Split text into semantically coherent, LLM-categorized chunks

Project description

chunklabel

A Python library for splitting text into categorized chunks using an LLM.

Overview

chunklabel segments text into semantically coherent spans, assigning a free-form category to each. Categories are named by the LLM without a predefined schema. Each chunk's quote is a verbatim excerpt from the source text, aligned back to the original after LLM output.

from chunklabel import ChunkLabeler

labeler = ChunkLabeler()
chunks = labeler.split(
    "The project kicked off in January with a small team. "
    "Budget constraints forced a scope reduction in March. "
    "Despite the setbacks, the product launched successfully in June."
)

# [
#   Chunk(category="initiation", quote="The project kicked off in January with a small team", start=0,   end=51),
#   Chunk(category="obstacle",   quote="Budget constraints forced a scope reduction in March", start=53,  end=104),
#   Chunk(category="outcome",    quote="the product launched successfully in June", start=120, end=160),
# ]

Installation

pip install chunklabel

For in-process inference with llama.cpp:

pip install "chunklabel[llamacpp]"

Data structures

The LLM returns raw chunks without span information. Alignment is performed as a separate step, producing the final Chunk with character-level positions.

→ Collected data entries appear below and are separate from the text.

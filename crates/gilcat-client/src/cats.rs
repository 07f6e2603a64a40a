//! Cat resource endpoints.
//!
//! | Method   | Path                | Notes |
//! |----------|---------------------|-------|
//! | `GET`    | `/cats`             | paginated; filter query params |
//! | `GET`    | `/cats/{id}`        | |
//! | `POST`   | `/cats`             | body: [`NewCat`]; draft validated locally first |
//! | `PUT`    | `/cats/{id}`        | partial body ([`CatPatch`]) |
//! | `DELETE` | `/cats/{id}`        | exposed capability; no UI flow drives it |
//! | `POST`   | `/cats/{id}/like`   | toggles the viewer's like |
//! | `GET`    | `/cats/nearby`      | `?lat&lng&radius&limit` |
//! | `GET`    | `/cats/search`      | `?q=` free text |
//! | `POST`   | `/cats/{id}/images` | multipart upload |

use gilcat_core::{
  cat::{Cat, CatPatch, NewCat},
  geo::GeoPoint,
  query::SearchFilters,
};
use serde::{Deserialize, Serialize};

use crate::{
  client::{ApiClient, FilePart},
  envelope::Page,
  error::Result,
};

/// Result of `POST /cats/{id}/like`.
#[derive(Debug, Clone, Copy, Serialize, Deserialize)]
#[serde(rename_all = "camelCase")]
pub struct LikeOutcome {
  pub is_liked:   bool,
  pub like_count: u32,
}

impl ApiClient {
  // ── Browse ────────────────────────────────────────────────────────────────

  /// `GET /cats?page&size[&location&gender&isNeutered&characteristics…]`
  ///
  /// `page` is 1-based. Only the filter fields that are set become query
  /// parameters; `date_range` is client-side only and never leaves the
  /// process.
  pub async fn list_cats(
    &self,
    page: u32,
    size: u32,
    filters: &SearchFilters,
  ) -> Result<Page<Cat>> {
    let mut query: Vec<(&str, String)> =
      vec![("page", page.to_string()), ("size", size.to_string())];
    if let Some(location) = &filters.location {
      query.push(("location", location.clone()));
    }
    if let Some(gender) = filters.gender {
      query.push(("gender", gender.as_str().to_string()));
    }
    if let Some(neutered) = filters.is_neutered {
      query.push(("isNeutered", neutered.to_string()));
    }
    if !filters.characteristics.is_empty() {
      // List parameters travel comma-separated.
      query.push(("characteristics", filters.characteristics.join(",")));
    }
    self.get_json("/cats", &query).await
  }

  /// `GET /cats/{id}`
  pub async fn get_cat(&self, id: &str) -> Result<Cat> {
    self.get_json(&format!("/cats/{id}"), &[]).await
  }

  // ── Register / edit ───────────────────────────────────────────────────────

  /// `POST /cats`. The draft is validated before any request goes out.
  pub async fn create_cat(&self, draft: &NewCat) -> Result<Cat> {
    draft.validate()?;
    self.post_json("/cats", draft).await
  }

  /// `PUT /cats/{id}` with a partial body.
  pub async fn update_cat(&self, id: &str, patch: &CatPatch) -> Result<Cat> {
    self.put_json(&format!("/cats/{id}"), patch).await
  }

  /// `DELETE /cats/{id}`
  pub async fn delete_cat(&self, id: &str) -> Result<()> {
    self.delete_json(&format!("/cats/{id}")).await
  }

  // ── Engagement ────────────────────────────────────────────────────────────

  /// `POST /cats/{id}/like` — toggles the viewer's like and returns the
  /// new state.
  pub async fn toggle_like(&self, id: &str) -> Result<LikeOutcome> {
    self.post_empty(&format!("/cats/{id}/like")).await
  }

  // ── Search ────────────────────────────────────────────────────────────────

  /// `GET /cats/nearby?lat&lng&radius&limit` — cats within `radius_m`
  /// metres of `center`, nearest first.
  pub async fn nearby_cats(
    &self,
    center: GeoPoint,
    radius_m: f64,
    limit: u32,
  ) -> Result<Vec<Cat>> {
    let query = [
      ("lat", center.lat.to_string()),
      ("lng", center.lng.to_string()),
      ("radius", radius_m.to_string()),
      ("limit", limit.to_string()),
    ];
    self.get_json("/cats/nearby", &query).await
  }

  /// `GET /cats/search?q=` — free-text search over names, descriptions,
  /// and locations.
  pub async fn search_cats(&self, q: &str) -> Result<Vec<Cat>> {
    self.get_json("/cats/search", &[("q", q.to_string())]).await
  }

  // ── Media ─────────────────────────────────────────────────────────────────

  /// `POST /cats/{id}/images` — multipart upload; returns the stored
  /// image URLs.
  pub async fn upload_images(
    &self,
    id: &str,
    images: &[FilePart],
  ) -> Result<Vec<String>> {
    self
      .upload_files(&format!("/cats/{id}/images"), "images", images)
      .await
  }
}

# Intermediate: LLM output
@dataclass
class RawChunk:
    category: str   # Free-form category name assigned by the LLM
    quote: str      # Verbatim excerpt (may contain minor transcription noise)

# Final: after alignment
@dataclass
class Chunk:
    category: str   # Same as RawChunk
    quote: str      # Excerpt aligned to source text
    start: int      # Start index in source text
    end: int        # End index in source text

Pipeline

Input text
     │
     ▼
LLM  →  [{category, quote}, ...]   (RawChunk list)
     │
     ▼
rapidfuzz alignment  →  (start, end) resolved per chunk
     │
     ▼
Span post-processing  (lenient mode)
     │  gap-filling / overlap resolution
     ▼
Chunk list

Lenient mode

Gaps: unassigned spans between chunks are filled automatically as category="uncategorized"
Overlaps: the earlier chunk takes priority; the later chunk's start is pushed forward

Category normalization (offline)

After processing multiple texts, category names can drift across runs. A dedicated normalization step lets the LLM consolidate them in batch.

from chunklabel import Normalizer

normalizer = Normalizer()
normalizer.build_mapping(all_chunks)
# {"kick-off": "initiation", "project start": "initiation", "blocker": "obstacle", ...}

normalized_chunks = normalizer.apply(all_chunks)

The mapping is stored internally after build_mapping, so it can be passed to apply implicitly. To reuse the mapping across runs without calling the LLM again:

# Save after building
normalizer.save("mapping.json")

# Restore later
normalizer = Normalizer.load("mapping.json")
normalized_chunks = normalizer.apply(all_chunks)

Normalization runs offline over the full category inventory, so the LLM can make globally consistent decisions rather than local ones.

Configuration

labeler = ChunkLabeler(
    client="gpt-4o",     # model name string, or a BaseLLMClient instance
    fuzzy_threshold=80,  # match threshold for rapidfuzz alignment (0–100)
)

Using local LLMs

llama.cpp (in-process)

from llama_cpp import Llama
from chunklabel import ChunkLabeler
from chunklabel.llm import LlamaCppClient

client = LlamaCppClient(Llama(model_path="path/to/model.gguf", n_ctx=4096))
labeler = ChunkLabeler(client=client)

OpenAI-compatible server (e.g. llama.cpp server, Ollama)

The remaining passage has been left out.